LHOKSEUMAWE – Ketua Partai Adil Sejahtera (PAS) Aceh Utara, Teungku Muhammad Nur, menyesalkan adanya statemen dari Sekretaris Mustasyar PAS Aceh, Teungku Rasyidin Ahmad atau akrab disapa Waled NURA, soal pembekuan kepengurusan PAS Aceh Utara.
Pasalnya, kata Teungku M. Nur, pihaknya hingga saat ini belum menerima selembar surat keputusan apapun terkait hal ini. Harusnya, keputusan PAS Aceh harus diikuti dengan keterangan resmi.
Statemen Waled NURA dinilai justru suasana di PAS Aceh, termasuk di dalamnya PAS Aceh Utara.
Harusnya, kata Teungku M. Nur, Waled NURA menahan diri dulu untuk tidak berkomentar apapun terkait PAS Aceh Utara hingga adanya surat resmi dari PAS Aceh terkait status kepengurusan PAS Aceh Utara.

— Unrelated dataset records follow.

//! JSON API for catalog administration (mounted under `/api/admin`).
//!
//! Updates send `{ id, ...fields }`; deletes take `?id=N`. Every error is a
//! `{ "message": ... }` body.

pub mod products;
pub mod subcategories;
pub mod users;

use std::str::FromStr;

use axum::{
    Router,
    routing::get,
};
use serde::{Deserialize, Serialize};

use crate::db::RepositoryError;
use crate::error::{AppError, Result};
use crate::state::AppState;

/// Build the complete API router.
pub fn router() -> Router<AppState> {
    Router::new()
        .route(
            "/products",
            get(products::list)
                .post(products::create)
                .put(products::update)
                .delete(products::delete),
        )
        .route(
            "/subcategories",
            get(subcategories::list)
                .post(subcategories::create)
                .put(subcategories::update)
                .delete(subcategories::delete),
        )
        .route(
            "/users",
            get(users::list)
                .post(users::create)
                .put(users::update)
                .delete(users::delete),
        )
}

/// Update body: the record ID alongside the fields to change.
#[derive(Debug, Deserialize)]
pub struct UpdateBody<I, T> {
    pub id: I,
    #[serde(flatten)]
    pub fields: T,
}

/// `?id=N` on delete requests.
#[derive(Debug, Default, Deserialize)]
pub struct IdQuery {
    pub id: Option<String>,
}

impl IdQuery {
    /// Parse the ID.
    ///
    /// # Errors
    ///
    /// Returns `AppError::BadRequest` when the ID is missing or not a number.
    pub fn parse<I: FromStr>(&self) -> Result<I> {
        let raw = self
            .id
            .as_deref()
            .map(str::trim)
            .filter(|id| !id.is_empty())
            .ok_or_else(|| AppError::BadRequest("ID required".to_string()))?;
        raw.parse()
            .map_err(|_| AppError::BadRequest(format!("Invalid ID: {raw}")))
    }
}

/// Plain `{ "message": ... }` acknowledgement.
#[derive(Debug, Serialize)]
pub struct Message {
    pub message: &'static str,
}

/// Turn a repository miss into a named 404.
fn not_found(entity: &'static str) -> impl FnOnce(RepositoryError) -> AppError {
    move |e| match e {
        RepositoryError::NotFound => AppError::NotFound(format!("{entity} not found")),
        other => AppError::Database(other),
    }
}

#[cfg(test)]
#[allow(clippy::unwrap_used)]
mod tests {
    use axum::body::Body;
    use axum::http::{Method, Request, StatusCode, header};
    use boutique_core::ProductId;
    use boutique_core::catalog::ProductUpdate;
    use http_body_util::BodyExt;
    use sqlx::postgres::PgPoolOptions;
    use tower::ServiceExt;

    use super::*;

    fn query(id: Option<&str>) -> IdQuery {
        IdQuery {
            id: id.map(ToString::to_string),
        }
    }

    /// Router over a pool that never connects; only requests rejected
    /// before any query are exercised.
    fn app() -> Router {
        let pool = PgPoolOptions::new()
            .connect_lazy("postgres://localhost/boutique_test")
            .unwrap();
        Router::new()
            .nest("/api/admin", router())
            .with_state(AppState::new(pool))
    }

    async fn send(method: Method, uri: &str, body: &str) -> (StatusCode, serde_json::Value) {
        let request = Request::builder()
            .method(method)
            .uri(uri)
            .header(header::CONTENT_TYPE, "application/json")
            .body(Body::from(body.to_string()))
            .unwrap();
        let response = app().oneshot(request).await.unwrap();
        let status = response.status();
        let bytes = response.into_body().collect().await.unwrap().to_bytes();
        (status, serde_json::from_slice(&bytes).unwrap())
    }

    #[test]
    fn test_id_query_parse() {
        assert_eq!(query(Some(" 42 ")).parse::<ProductId>().unwrap(), ProductId::new(42));
        assert!(matches!(
            query(None).parse::<ProductId>(),
            Err(AppError::BadRequest(m)) if m == "ID required"
        ));
        assert!(matches!(
            query(Some("")).parse::<ProductId>(),
            Err(AppError::BadRequest(m)) if m == "ID required"
        ));
        assert!(matches!(
            query(Some("abc")).parse::<ProductId>(),
            Err(AppError::BadRequest(m)) if m == "Invalid ID: abc"
        ));
    }

    #[test]
    fn test_update_body_flattens_fields() {
        let body: UpdateBody<ProductId, ProductUpdate> =
            serde_json::from_str(r#"{"id": 5, "name": "Wool Coat", "countInStock": 3}"#).unwrap();
        assert_eq!(body.id, ProductId::new(5));
        assert_eq!(body.fields.name.as_deref(), Some("Wool Coat"));
        assert_eq!(body.fields.count_in_stock.unwrap().get(), 3);
        assert!(body.fields.price.is_none());
    }

    #[test]
    fn test_not_found_names_the_entity() {
        let err = not_found("Product")(RepositoryError::NotFound);
        assert!(matches!(err, AppError::NotFound(m) if m == "Product not found"));

        let err = not_found("Product")(RepositoryError::Conflict("taken".to_string()));
        assert!(matches!(err, AppError::Database(RepositoryError::Conflict(_))));
    }

    #[tokio::test]
    async fn test_delete_without_id_is_bad_request() {
        for path in ["/api/admin/products", "/api/admin/subcategories", "/api/admin/users"] {
            let (status, json) = send(Method::DELETE, path, "").await;
            assert_eq!(status, StatusCode::BAD_REQUEST, "{path}");
            assert_eq!(json["message"], "ID required", "{path}");
        }
    }

    #[tokio::test]
    async fn test_malformed_body_is_bad_request() {
        let (status, json) = send(Method::POST, "/api/admin/products", "{not json").await;
        assert_eq!(status, StatusCode::BAD_REQUEST);
        assert!(json["message"].is_string());
    }

    #[tokio::test]
    async fn test_invalid_product_is_bad_request() {
        let (status, json) = send(
            Method::POST,
            "/api/admin/products",
            r#"{"name": "  ", "category": "Coats", "price": 120}"#,
        )
        .await;
        assert_eq!(status, StatusCode::BAD_REQUEST);
        assert_eq!(json["message"], "name is required");
    }

    #[tokio::test]
    async fn test_unstorable_price_is_bad_request() {
        let (status, json) = send(
            Method::POST,
            "/api/admin/products",
            r#"{"name": "Wool Coat", "category": "Coats", "price": 19.999}"#,
        )
        .await;
        assert_eq!(status, StatusCode::BAD_REQUEST);
        assert_eq!(
            json["message"],
            "invalid price: price cannot have more than 2 decimal places"
        );

        let (status, json) = send(
            Method::PUT,
            "/api/admin/products",
            r#"{"id": 1, "price": 10000000000}"#,
        )
        .await;
        assert_eq!(status, StatusCode::BAD_REQUEST);
        assert!(json["message"].as_str().unwrap().starts_with("invalid price"));
    }

    #[tokio::test]
    async fn test_update_without_id_is_bad_request() {
        let (status, _) = send(Method::PUT, "/api/admin/users", r#"{"name": "Ada"}"#).await;
        assert_eq!(status, StatusCode::BAD_REQUEST);
    }

    #[tokio::test]
    async fn test_invalid_email_is_bad_request() {
        let (status, json) = send(
            Method::POST,
            "/api/admin/users",
            r#"{"name": "Ada", "email": "ada-at-example"}"#,
        )
        .await;
        assert_eq!(status, StatusCode::BAD_REQUEST);
        assert!(json["message"].as_str().unwrap().starts_with("invalid email"));
    }
}
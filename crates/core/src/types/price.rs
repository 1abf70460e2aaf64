//! Type-safe price representation using decimal arithmetic.
//!
//! All catalog prices are in USD. Amounts are stored as [`Decimal`] to avoid
//! float rounding in subtotals, but travel over JSON as plain numbers so
//! existing clients keep reading `"price": 129.5`.

use core::fmt;

use rust_decimal::{Decimal, RoundingStrategy};
use serde::{Deserialize, Deserializer, Serialize, Serializer};

/// Errors that can occur when building a [`Price`].
#[derive(thiserror::Error, Debug, Clone, PartialEq, Eq)]
pub enum PriceError {
    /// The amount is below zero.
    #[error("price cannot be negative")]
    Negative,
    /// More fraction digits than a stored price keeps.
    #[error("price cannot have more than {max} decimal places")]
    TooPrecise { max: u32 },
    /// At or above the largest stored price.
    #[error("price must be less than {max}")]
    TooLarge { max: i64 },
}

/// A non-negative USD amount.
#[derive(Debug, Clone, Copy, PartialEq, Eq, PartialOrd, Ord, Hash, Default)]
pub struct Price(Decimal);

impl Price {
    /// Fraction digits kept when formatting (matches en-US locale output).
    const DISPLAY_FRACTION_DIGITS: u32 = 3;

    /// Fraction digits of the `NUMERIC(12, 2)` price column.
    pub const STORED_FRACTION_DIGITS: u32 = 2;

    /// Exclusive upper bound of the `NUMERIC(12, 2)` price column.
    pub const STORED_LIMIT: i64 = 10_000_000_000;

    /// Create a price from a decimal amount.
    ///
    /// # Errors
    ///
    /// Returns [`PriceError::Negative`] for amounts below zero.
    pub fn new(amount: Decimal) -> Result<Self, PriceError> {
        if amount.is_sign_negative() && !amount.is_zero() {
            return Err(PriceError::Negative);
        }
        Ok(Self(amount))
    }

    /// Create a price from whole cents.
    ///
    /// # Errors
    ///
    /// Returns [`PriceError::Negative`] for negative cent values.
    pub fn from_cents(cents: i64) -> Result<Self, PriceError> {
        Self::new(Decimal::new(cents, 2))
    }

    /// Check that the column stores this amount without rounding or overflow.
    ///
    /// # Errors
    ///
    /// Returns [`PriceError::TooPrecise`] for sub-cent amounts and
    /// [`PriceError::TooLarge`] for amounts at or above [`Self::STORED_LIMIT`].
    pub fn check_storable(self) -> Result<Self, PriceError> {
        if self.0.normalize().scale() > Self::STORED_FRACTION_DIGITS {
            return Err(PriceError::TooPrecise {
                max: Self::STORED_FRACTION_DIGITS,
            });
        }
        if self.0 >= Decimal::from(Self::STORED_LIMIT) {
            return Err(PriceError::TooLarge {
                max: Self::STORED_LIMIT,
            });
        }
        Ok(self)
    }

    /// The zero price.
    #[must_use]
    pub const fn zero() -> Self {
        Self(Decimal::ZERO)
    }

    /// Get the underlying decimal amount.
    #[must_use]
    pub const fn amount(&self) -> Decimal {
        self.0
    }

    /// Multiply by a quantity (line totals).
    #[must_use]
    pub fn times(self, quantity: u32) -> Self {
        Self(self.0 * Decimal::from(quantity))
    }

    /// Format for display, e.g. `$1,234.5` or `$20`.
    ///
    /// Uses thousands grouping and at most three fraction digits with trailing
    /// zeros dropped.
    #[must_use]
    pub fn display(&self) -> String {
        let rounded = self
            .0
            .round_dp_with_strategy(
                Self::DISPLAY_FRACTION_DIGITS,
                RoundingStrategy::MidpointAwayFromZero,
            )
            .normalize();
        let text = rounded.to_string();
        let (int_part, frac_part) = text.split_once('.').unwrap_or((&text, ""));

        let mut out = String::with_capacity(text.len() + 4);
        out.push('$');
        out.push_str(&group_thousands(int_part));
        if !frac_part.is_empty() {
            out.push('.');
            out.push_str(frac_part);
        }
        out
    }
}

/// Insert `,` every three digits from the right.
fn group_thousands(digits: &str) -> String {
    let len = digits.len();
    let mut out = String::with_capacity(len + len / 3);
    for (i, c) in digits.chars().enumerate() {
        if i > 0 && (len - i) % 3 == 0 {
            out.push(',');
        }
        out.push(c);
    }
    out
}

impl fmt::Display for Price {
    fn fmt(&self, f: &mut fmt::Formatter<'_>) -> fmt::Result {
        f.write_str(&self.display())
    }
}

impl std::iter::Sum for Price {
    fn sum<I: Iterator<Item = Self>>(iter: I) -> Self {
        Self(iter.map(|p| p.0).sum())
    }
}

impl From<Price> for Decimal {
    fn from(price: Price) -> Self {
        price.0
    }
}

impl TryFrom<Decimal> for Price {
    type Error = PriceError;

    fn try_from(amount: Decimal) -> Result<Self, Self::Error> {
        Self::new(amount)
    }
}

impl Serialize for Price {
    fn serialize<S: Serializer>(&self, serializer: S) -> Result<S::Ok, S::Error> {
        rust_decimal::serde::float::serialize(&self.0, serializer)
    }
}

impl<'de> Deserialize<'de> for Price {
    fn deserialize<D: Deserializer<'de>>(deserializer: D) -> Result<Self, D::Error> {
        let amount = rust_decimal::serde::float::deserialize(deserializer)?;
        Self::new(amount).map_err(serde::de::Error::custom)
    }
}

#[cfg(feature = "postgres")]
impl sqlx::Type<sqlx::Postgres> for Price {
    fn type_info() -> sqlx::postgres::PgTypeInfo {
        <Decimal as sqlx::Type<sqlx::Postgres>>::type_info()
    }

    fn compatible(ty: &sqlx::postgres::PgTypeInfo) -> bool {
        <Decimal as sqlx::Type<sqlx::Postgres>>::compatible(ty)
    }
}

#[cfg(feature = "postgres")]
impl<'r> sqlx::Decode<'r, sqlx::Postgres> for Price {
    fn decode(value: sqlx::postgres::PgValueRef<'r>) -> Result<Self, sqlx::error::BoxDynError> {
        let amount = <Decimal as sqlx::Decode<sqlx::Postgres>>::decode(value)?;
        Ok(Self::new(amount)?)
    }
}

#[cfg(feature = "postgres")]
impl sqlx::Encode<'_, sqlx::Postgres> for Price {
    fn encode_by_ref(
        &self,
        buf: &mut sqlx::postgres::PgArgumentBuffer,
    ) -> Result<sqlx::encode::IsNull, sqlx::error::BoxDynError> {
        <Decimal as sqlx::Encode<sqlx::Postgres>>::encode_by_ref(&self.0, buf)
    }
}

#[cfg(test)]
#[allow(clippy::unwrap_used)]
mod tests {
    use super::*;

    fn price(s: &str) -> Price {
        Price::new(s.parse::<Decimal>().unwrap()).unwrap()
    }

    #[test]
    fn test_rejects_negative() {
        assert_eq!(Price::new(Decimal::new(-1, 2)), Err(PriceError::Negative));
        assert!(Price::new(Decimal::ZERO).is_ok());
    }

    #[test]
    fn test_check_storable() {
        assert!(price("19.99").check_storable().is_ok());
        // Trailing zeros are not extra precision
        assert!(price("19.9900").check_storable().is_ok());
        assert!(price("9999999999.99").check_storable().is_ok());

        assert_eq!(
            price("19.999").check_storable(),
            Err(PriceError::TooPrecise { max: 2 })
        );
        assert_eq!(
            price("10000000000").check_storable(),
            Err(PriceError::TooLarge {
                max: 10_000_000_000
            })
        );
    }

    #[test]
    fn test_display_groups_thousands() {
        assert_eq!(price("1234.5").display(), "$1,234.5");
        assert_eq!(price("1234567").display(), "$1,234,567");
        assert_eq!(price("999").display(), "$999");
    }

    #[test]
    fn test_display_drops_trailing_zeros() {
        assert_eq!(price("20.00").display(), "$20");
        assert_eq!(price("19.90").display(), "$19.9");
        assert_eq!(price("0").display(), "$0");
    }

    #[test]
    fn test_display_rounds_to_three_digits() {
        assert_eq!(price("1.23456").display(), "$1.235");
        assert_eq!(price("0.0005").display(), "$0.001");
    }

    #[test]
    fn test_times_and_sum() {
        let total: Price = [price("10.50").times(2), price("3").times(1)]
            .into_iter()
            .sum();
        assert_eq!(total, price("24"));
    }

    #[test]
    fn test_serde_as_number() {
        let json = serde_json::to_string(&price("129.5")).unwrap();
        assert_eq!(json, "129.5");

        let parsed: Price = serde_json::from_str("42.25").unwrap();
        assert_eq!(parsed, price("42.25"));

        assert!(serde_json::from_str::<Price>("-3").is_err());
    }
}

“PAS Aceh Utara masih solid. Mustasyar PAS Aceh Utara tak menerima keluhan apapun. Sesuai AD ART PAS, kita di PAS Aceh Utara juga tak menerima teguran apapun. Kok tiba tiba ada statemen dibekukan. Surat resminya juga belum ada.”
“Kita belum menerima selembar suratpun terkait isu pembekuan PAS Aceh Utara,” ujar alumni Dayah Tanoh Mirah Bireuen ini lagi.
Terkait sikap yang akan diambil, kata Teungku M. Nur, pihaknya menunggu surat resmi dari PAS Aceh.
“Kita tunggu surat resmi dulu.”
“Saya masih ketua PAS Aceh Utara. PAS Aceh Utara masih baik baik saja. Yang ributkan justru PAS Aceh kan,” ujarnya.